Section: New Results
Software specification and verification
Step-indexing in program logics
Participant : Filip Sieczkowski.
Filip Sieczkowski pursued a line of work focused on techniques for formal reasoning about programs, in joint work with Lars Birkedal (Aarhus University) and Kasper Svendsen (Cambridge University). A modern and successful approach to grounding programs logics is to rely on so-called step-indexed models. Filip and his co-authors solved a problem that arises in most step-indexed models, due to a tight coupling between the unfoldings of a recursive domain equation and evaluation steps. Their approach is based on the use of transfinite step-indexing. This work appeared at ESOP 2016 [29].
TLA+
Participants : Damien Doligez, Leslie Lamport [Microsoft Research] , Martin Riener [team VeriDis] , Stephan Merz [team VeriDis] .
Damien Doligez is head of the “Tools for Proofs” team in the Microsoft-Inria Joint Centre.

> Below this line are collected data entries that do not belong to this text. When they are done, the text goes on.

//! View settings and the page-number policy
//!
//! Every change to what is visible (search term, filters, sort key, page
//! size) sends the view back to page 1. Page navigation is clamped to
//! `1..=total_pages`, so the current page is never out of range once the
//! caller has applied [`ViewState::clamp_page`] after a mutation.

use super::query::FilterCriteria;
use crate::types::{PageSize, SortKey};
use tracing::debug;

/// Search, filter, sort and pagination settings of the directory view
#[derive(Debug, Clone, PartialEq, Eq)]
pub struct ViewState {
    search_term: String,
    filters: FilterCriteria,
    sort_key: SortKey,
    page_size: PageSize,
    current_page: usize,
}

impl Default for ViewState {
    fn default() -> Self {
        Self {
            search_term: String::new(),
            filters: FilterCriteria::default(),
            sort_key: SortKey::None,
            page_size: PageSize::Ten,
            current_page: 1,
        }
    }
}

impl ViewState {
    pub fn new() -> Self {
        Self::default()
    }

    pub fn search_term(&self) -> &str {
        &self.search_term
    }

    pub fn filters(&self) -> &FilterCriteria {
        &self.filters
    }

    pub fn sort_key(&self) -> SortKey {
        self.sort_key
    }

    pub fn page_size(&self) -> PageSize {
        self.page_size
    }

    /// 1-based current page
    pub fn current_page(&self) -> usize {
        self.current_page
    }

    pub fn set_search_term(&mut self, term: impl Into<String>) {
        self.search_term = term.into();
        self.reset_page();
    }

    /// Edit the search term in place (keystroke by keystroke)
    pub fn edit_search_term(&mut self, edit: impl FnOnce(&mut String)) {
        edit(&mut self.search_term);
        self.reset_page();
    }

    pub fn set_filters(&mut self, filters: FilterCriteria) {
        self.filters = filters;
        self.reset_page();
    }

    /// Edit the filters in place
    pub fn edit_filters(&mut self, edit: impl FnOnce(&mut FilterCriteria)) {
        edit(&mut self.filters);
        self.reset_page();
    }

    /// Clear every filter
    pub fn reset_filters(&mut self) {
        self.set_filters(FilterCriteria::default());
    }

    pub fn set_sort_key(&mut self, sort_key: SortKey) {
        self.sort_key = sort_key;
        self.reset_page();
    }

    pub fn set_page_size(&mut self, page_size: PageSize) {
        self.page_size = page_size;
        self.reset_page();
    }

    /// Go back to page 1
    pub fn reset_page(&mut self) {
        self.current_page = 1;
    }

    /// Jump to `page`, clamped into `1..=total_pages`
    pub fn go_to_page(&mut self, page: usize, total_pages: usize) {
        self.current_page = page.clamp(1, total_pages.max(1));
    }

    /// Advance one page; returns false when already on the last page
    pub fn next_page(&mut self, total_pages: usize) -> bool {
        if self.current_page >= total_pages {
            return false;
        }
        self.current_page += 1;
        true
    }

    /// Step back one page; returns false when already on page 1
    pub fn previous_page(&mut self) -> bool {
        if self.current_page <= 1 {
            return false;
        }
        self.current_page -= 1;
        true
    }

    /// Pull the current page back into range after the result set shrank
    pub fn clamp_page(&mut self, total_pages: usize) {
        let clamped = self.current_page.clamp(1, total_pages.max(1));
        if clamped != self.current_page {
            debug!(from = self.current_page, to = clamped, "Clamping current page");
            self.current_page = clamped;
        }
    }
}
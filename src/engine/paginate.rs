//! Page slicing

use crate::types::PageSize;

/// One page of a derived sequence
#[derive(Debug, Clone, Copy, PartialEq, Eq)]
pub struct Page<'a, T> {
    /// Items on the requested page; empty when the page is out of range
    pub items: &'a [T],
    /// Number of pages, never less than 1
    pub total_pages: usize,
}

/// Number of pages needed for `len` items, at least 1.
pub fn total_pages(len: usize, page_size: PageSize) -> usize {
    len.div_ceil(page_size.get()).max(1)
}

/// Slice out 1-based page `current_page`.
///
/// Page numbers outside `1..=total_pages` (including 0) produce an empty
/// page. Clamping is left to the caller.
pub fn paginate<T>(items: &[T], page_size: PageSize, current_page: usize) -> Page<'_, T> {
    let total_pages = total_pages(items.len(), page_size);
    let per_page = page_size.get();

    let page_items = match current_page.checked_sub(1) {
        Some(index) => {
            let start = index.saturating_mul(per_page);
            if start >= items.len() {
                &items[0..0]
            } else {
                let end = start.saturating_add(per_page).min(items.len());
                &items[start..end]
            }
        }
        None => &items[0..0],
    };

    Page {
        items: page_items,
        total_pages,
    }
}
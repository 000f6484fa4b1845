//! Locale-aware string ordering
//!
//! Approximates the default collation used by directory listings, level by
//! level:
//!
//! 1. Base letters, with accents stripped and case folded, so `Émile` files
//!    under `E` ahead of `Frank`.
//! 2. Accents, at the first position that differs. An unaccented letter
//!    sorts before an accented one.
//! 3. Case, at the first position that differs. Lowercase sorts first.
//! 4. Raw code points, so the order is total and sorting is deterministic.

use std::cmp::Ordering;
use unicode_normalization::UnicodeNormalization;
use unicode_normalization::char::is_combining_mark;

/// One base character with the combining marks that follow it in NFD form
struct CollationUnit {
    base: char,
    marks: Vec<char>,
}

fn units(s: &str) -> Vec<CollationUnit> {
    let mut units: Vec<CollationUnit> = Vec::new();
    for c in s.nfd() {
        if is_combining_mark(c) {
            if let Some(unit) = units.last_mut() {
                unit.marks.push(c);
                continue;
            }
        }
        units.push(CollationUnit {
            base: c,
            marks: Vec::new(),
        });
    }
    units
}

/// Compare two strings the way a human-facing sorted list expects.
pub fn locale_cmp(a: &str, b: &str) -> Ordering {
    let (ua, ub) = (units(a), units(b));

    let primary = ua
        .iter()
        .flat_map(|u| u.base.to_lowercase())
        .cmp(ub.iter().flat_map(|u| u.base.to_lowercase()));
    if primary != Ordering::Equal {
        return primary;
    }

    let accents = ua.iter().map(|u| &u.marks).cmp(ub.iter().map(|u| &u.marks));
    if accents != Ordering::Equal {
        return accents;
    }

    // `false` sorts first, so lowercase wins at the first case difference
    let case = ua
        .iter()
        .map(|u| !u.base.is_lowercase())
        .cmp(ub.iter().map(|u| !u.base.is_lowercase()));
    if case != Ordering::Equal {
        return case;
    }

    a.cmp(b)
}
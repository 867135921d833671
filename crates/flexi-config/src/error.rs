use std::{io, path::PathBuf};

use thiserror::Error;

/// Error type for flexi-config operations
#[derive(Debug, Error)]
pub enum ConfigError {
  #[error("Configuration error: {0}")]
  Config(String),

  #[error("Failed to read config file {}: {source}", .path.display())]
  Io {
    path:   PathBuf,
    #[source]
    source: io::Error,
  },

  #[error("Failed to parse JSON config from {}: {source}", .path.display())]
  Serde {
    path:   PathBuf,
    #[source]
    source: serde_json::Error,
  },

  #[error("Failed to parse TOML config from {}: {source}", .path.display())]
  Toml {
    path:   PathBuf,
    #[source]
    source: toml::de::Error,
  },
}
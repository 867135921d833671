//! Per-line decoration of code with display numbers and highlights.
//!
//! Each line becomes
//!
//! ```html
//! <span class="line highlight"><span class="line-number">7</span><span class="line-text">...</span></span>
//! ```
//!
//! where the `highlight` class and the number element are only present when
//! the line is highlighted or numbered. Text is inserted verbatim, so callers
//! escape it first.
use std::borrow::Cow;

use crate::{
  ranges::{LineNumberRange, LineRange, RangeResult, validate_ranges},
  utils::class_name,
};

/// Class names used for a single line, with the prefix already applied.
struct LineClasses {
  line:             String,
  highlighted_line: String,
  number:           String,
  text:             String,
}

impl LineClasses {
  fn new(prefix: Option<&str>) -> Self {
    let line = class_name(prefix, "line");
    let highlighted_line =
      format!("{line} {}", class_name(prefix, "highlight"));
    Self {
      line,
      highlighted_line,
      number: class_name(prefix, "line-number"),
      text: class_name(prefix, "line-text"),
    }
  }

  fn write_line(
    &self,
    out: &mut String,
    text: &str,
    number: Option<usize>,
    highlighted: bool,
  ) {
    out.push_str("<span class=\"");
    out.push_str(if highlighted {
      &self.highlighted_line
    } else {
      &self.line
    });
    out.push_str("\">");

    if let Some(number) = number {
      out.push_str(&format!(
        "<span class=\"{}\">{number}</span>",
        self.number
      ));
    }

    out.push_str("<span class=\"");
    out.push_str(&self.text);
    out.push_str("\">");
    out.push_str(text);
    out.push_str("</span></span>");
  }
}

/// Strip a single trailing `\n` or `\r\n` from `text`.
#[must_use]
pub fn strip_line_ending(text: &str) -> &str {
  text
    .strip_suffix('\n')
    .map_or(text, |rest| rest.strip_suffix('\r').unwrap_or(rest))
}

/// Split `text` into its physical lines.
///
/// Lines end at `\n` or `\r\n`. Only the final line ending is a terminator,
/// so blank lines before it are kept, and `"a\n\n"` has two lines. Empty text
/// has none.
#[must_use]
pub fn physical_lines(text: &str) -> Vec<&str> {
  if text.is_empty() {
    return Vec::new();
  }
  strip_line_ending(text)
    .split('\n')
    .map(|line| line.strip_suffix('\r').unwrap_or(line))
    .collect()
}

/// Wrap every line of `text` in markup carrying its display number and
/// highlight state.
///
/// Lines are split as by [`physical_lines`] and rejoined with `\n`. When both
/// range collections are empty, `text` is returned as is without validation.
///
/// # Arguments
///
/// * `text` - The (already escaped) text to decorate
/// * `number_ranges` - Ranges of lines to number, in ascending order
/// * `highlight_ranges` - Ranges of lines to highlight, in ascending order
/// * `class_prefix` - Prefix for every class name, ignored when blank
///
/// # Errors
///
/// Returns an error if the ranges fail validation against the number of lines
/// in `text`. Nothing is produced in that case.
///
/// # Examples
///
/// ```
/// use flexi_commonmark::{
///   embellish::embellish,
///   ranges::{LineNumberRange, LineRange},
/// };
///
/// let numbers = [LineNumberRange::new(1, -1, 1).unwrap()];
/// let html = embellish("a\nb", &numbers, &[], None).unwrap();
/// assert!(html.starts_with(r#"<span class="line"><span class="line-number">1</span>"#));
/// ```
pub fn embellish<'a>(
  text: &'a str,
  number_ranges: &[LineNumberRange],
  highlight_ranges: &[LineRange],
  class_prefix: Option<&str>,
) -> RangeResult<Cow<'a, str>> {
  if number_ranges.is_empty() && highlight_ranges.is_empty() {
    return Ok(Cow::Borrowed(text));
  }

  let lines = physical_lines(text);
  let ranges = validate_ranges(number_ranges, highlight_ranges, lines.len())?;
  log::trace!(
    "Embellishing {} line(s) with {} line number range(s) and {} highlight \
     range(s)",
    lines.len(),
    ranges.line_numbers.len(),
    ranges.highlights.len()
  );

  let classes = LineClasses::new(class_prefix);
  let mut output = String::with_capacity(text.len() + lines.len() * 96);

  for (index, line) in lines.iter().enumerate() {
    let line_number = index + 1;
    let number = ranges.line_number(line_number);
    let highlighted = ranges.is_highlighted(line_number);

    if index > 0 {
      output.push('\n');
    }
    classes.write_line(&mut output, line, number, highlighted);
  }

  Ok(Cow::Owned(output))
}

#[cfg(test)]
mod tests {
  use super::*;
  use crate::ranges::RangeError;

  fn numbered(start: isize, end: isize, number: isize) -> LineNumberRange {
    LineNumberRange::new(start, end, number).expect("valid range")
  }

  fn lines(start: isize, end: isize) -> LineRange {
    LineRange::new(start, end).expect("valid range")
  }

  #[test]
  fn test_identity_without_ranges() {
    let text = "line 1\r\nline 2\n";
    let result = embellish(text, &[], &[], Some("x-")).expect("no validation");
    assert!(matches!(result, Cow::Borrowed(_)));
    assert_eq!(result, text);
  }

  #[test]
  fn test_numbers_and_highlights() {
    let result = embellish(
      "line 1\nline 2\nline 3",
      &[numbered(1, 2, 1)],
      &[lines(2, 2)],
      None,
    )
    .expect("ranges are valid");

    let expected = [
      r#"<span class="line"><span class="line-number">1</span><span class="line-text">line 1</span></span>"#,
      r#"<span class="line highlight"><span class="line-number">2</span><span class="line-text">line 2</span></span>"#,
      r#"<span class="line"><span class="line-text">line 3</span></span>"#,
    ]
    .join("\n");
    assert_eq!(result, expected);
  }

  #[test]
  fn test_class_prefix() {
    let result = embellish("a", &[], &[lines(1, 1)], Some("flexi-"))
      .expect("ranges are valid");
    assert_eq!(
      result,
      r#"<span class="flexi-line flexi-highlight"><span class="flexi-line-text">a</span></span>"#
    );

    let blank = embellish("a", &[], &[lines(1, 1)], Some(" "))
      .expect("ranges are valid");
    assert!(blank.starts_with(r#"<span class="line highlight">"#));
  }

  #[test]
  fn test_multiple_ranges_with_gaps() {
    let text = "a\nb\nc\nd\ne\nf";
    let result = embellish(
      text,
      &[numbered(1, 2, 1), numbered(5, -1, 20)],
      &[lines(1, 1), lines(-2, -2)],
      None,
    )
    .expect("ranges are valid");
    let rendered: Vec<&str> = result.lines().collect();

    assert_eq!(rendered.len(), 6);
    assert!(rendered[0].contains(r#"class="line highlight""#));
    assert!(rendered[1].contains(">2</span>"));
    assert!(!rendered[2].contains("line-number"));
    assert!(!rendered[3].contains("line-number"));
    assert!(rendered[4].contains(r#"class="line highlight""#));
    assert!(rendered[4].contains(">20</span>"));
    assert!(rendered[5].contains(">21</span>"));
    assert!(!rendered[5].contains("highlight"));
  }

  #[test]
  fn test_crlf_and_empty_lines() {
    let result = embellish("a\r\n\r\nb\r\n", &[numbered(1, -1, 1)], &[], None)
      .expect("ranges are valid");
    let rendered: Vec<&str> = result.lines().collect();
    assert_eq!(rendered.len(), 3);
    assert_eq!(
      rendered[1],
      r#"<span class="line"><span class="line-number">2</span><span class="line-text"></span></span>"#
    );
    assert!(!result.contains('\r'));
  }

  #[test]
  fn test_blank_last_line_is_kept() {
    assert_eq!(physical_lines("a\n\n"), ["a", ""]);
    assert_eq!(physical_lines("a\r\n\r\n"), ["a", ""]);
    assert_eq!(physical_lines("\n"), [""]);
    assert!(physical_lines("").is_empty());

    let result =
      embellish("a\n\n", &[numbered(-1, -1, 7)], &[lines(2, 2)], None)
        .expect("line 2 exists");
    assert_eq!(
      result.lines().nth(1),
      Some(
        r#"<span class="line highlight"><span class="line-number">7</span><span class="line-text"></span></span>"#
      )
    );
  }

  #[test]
  fn test_strip_line_ending() {
    assert_eq!(strip_line_ending("a\n\n"), "a\n");
    assert_eq!(strip_line_ending("a\r\n"), "a");
    assert_eq!(strip_line_ending("a"), "a");
  }

  #[test]
  fn test_invalid_ranges_fail() {
    let err = embellish("a\nb\nc", &[numbered(4, -1, 1)], &[], None)
      .expect_err("line 4 does not exist");
    assert!(matches!(err, RangeError::OutOfBounds { num_lines: 3, .. }));

    let err = embellish("a\nb\nc", &[], &[lines(1, 2), lines(2, 3)], None)
      .expect_err("line 2 is shared");
    assert!(err.is_overlap_error());
  }
}
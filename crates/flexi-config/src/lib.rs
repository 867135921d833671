pub mod config;
pub mod error;

pub use config::Config;
pub use error::ConfigError;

The aim of this project is to extend the TLA+ language with a formal language for hierarchical proofs, formalizing Lamport's ideas [48], and to build tools for writing TLA+ specifications and mechanically checking the proofs.
Our rewrite of the TLAPS tools is almost done and we hope to do a first release in the first quarter of 2017.
Hash tables and iterators: a case study in program verification
Participant : François Pottier.
In the setting of the Vocal ANR project, François Pottier developed the the specification and proof of an (imperative, sequential) hash table implementation, as found in the module Hashtbl of OCaml's standard library. This data structure supports the usual dictionary operations (insertion, lookup, and so on), as well as iteration via folds and iterators. The code was verified using higher-order separation logic, embedded in Coq, via Charguéraud's CFML tool and library. This work was presented at CPP 2017 [27]. It can be viewed as a case study that should help prepare the way for verifying other modules in the Vocal library.
Read-only permissions in separation logic
Participants : Arthur Charguéraud, François Pottier.
Separation Logic, as currently implemented in Charguéraud's CFML tool and library, imposes a simple ownership discipline on mutable heap-allocated data structures: a thread either has full read-write access to a data structure, or has no access at all. This implies, for instance, that two threads cannot temporarily share read-only access to a data structure. There exist more flexible disciplines in the literature, such as “fractional permissions” and “share algebras”, but they are much more complex.
In the setting of the Vocal ANR project, Arthur Charguéraud and François Pottier noted that it would be desirable to define an extension of Separation Logic that allows temporary shared read-only access, yet remains very simple. They proposed a general mechanism for temporarily converting any assertion (or “permission”) to a read-only form. The metatheory of this proposal has been verified in Coq. This work will be presented at ESOP 2017 [42].
Charguéraud and Pottier believe that this mechanism should allow more concise specifications and proofs. This remains to be confirmed, in future work, via an implementation in CFML and case studies in the Vocal project.
Formal reasoning about asymptotic complexity
Participants : Armaël Guéneau, Arthur Charguéraud, François Pottier.
Armaël Guéneau started his Ph.D. at Gallium in September 2016, supervised by Arthur Charguéraud and François Pottier. In the line of his previous M2 internship at Gallium, he continued his work on asymptotic reasoning in Coq. The challenge is to give a formal definition of the well-known big- notation, covering both single-variable and multiple-variable scenarios, to establish its fundamental properties, and to define tactics that make asymptotic reasoning as convenient in Coq as it seemingly is on paper. The ultimate goal is to apply these techniques to machine-checked proofs of the asymptotic time complexity of programs.
Certified distributed algorithms for autonomous mobile robots
Participant : Pierre Courtieu.
The variety and complexity of the tasks that can be performed by autonomous robots are increasing. Many applications envision groups of mobile robots that self-organise and cooperate toward the resolution of common objectives, in the absence of any central coordinating authority.
Pierre Courtieu is elaborating a verification platform, based on Coq, for distributed algorithms for autonomous robots. (This is joint work with Xavier Urbain, Sebastien Tixeuil and Lionel Rieg.) As part of this effort, Pierre Courtieu designed and verified a protocol for mobile robots that achieves the “gathering” task in all cases where it has not been proved impossible [34], [35].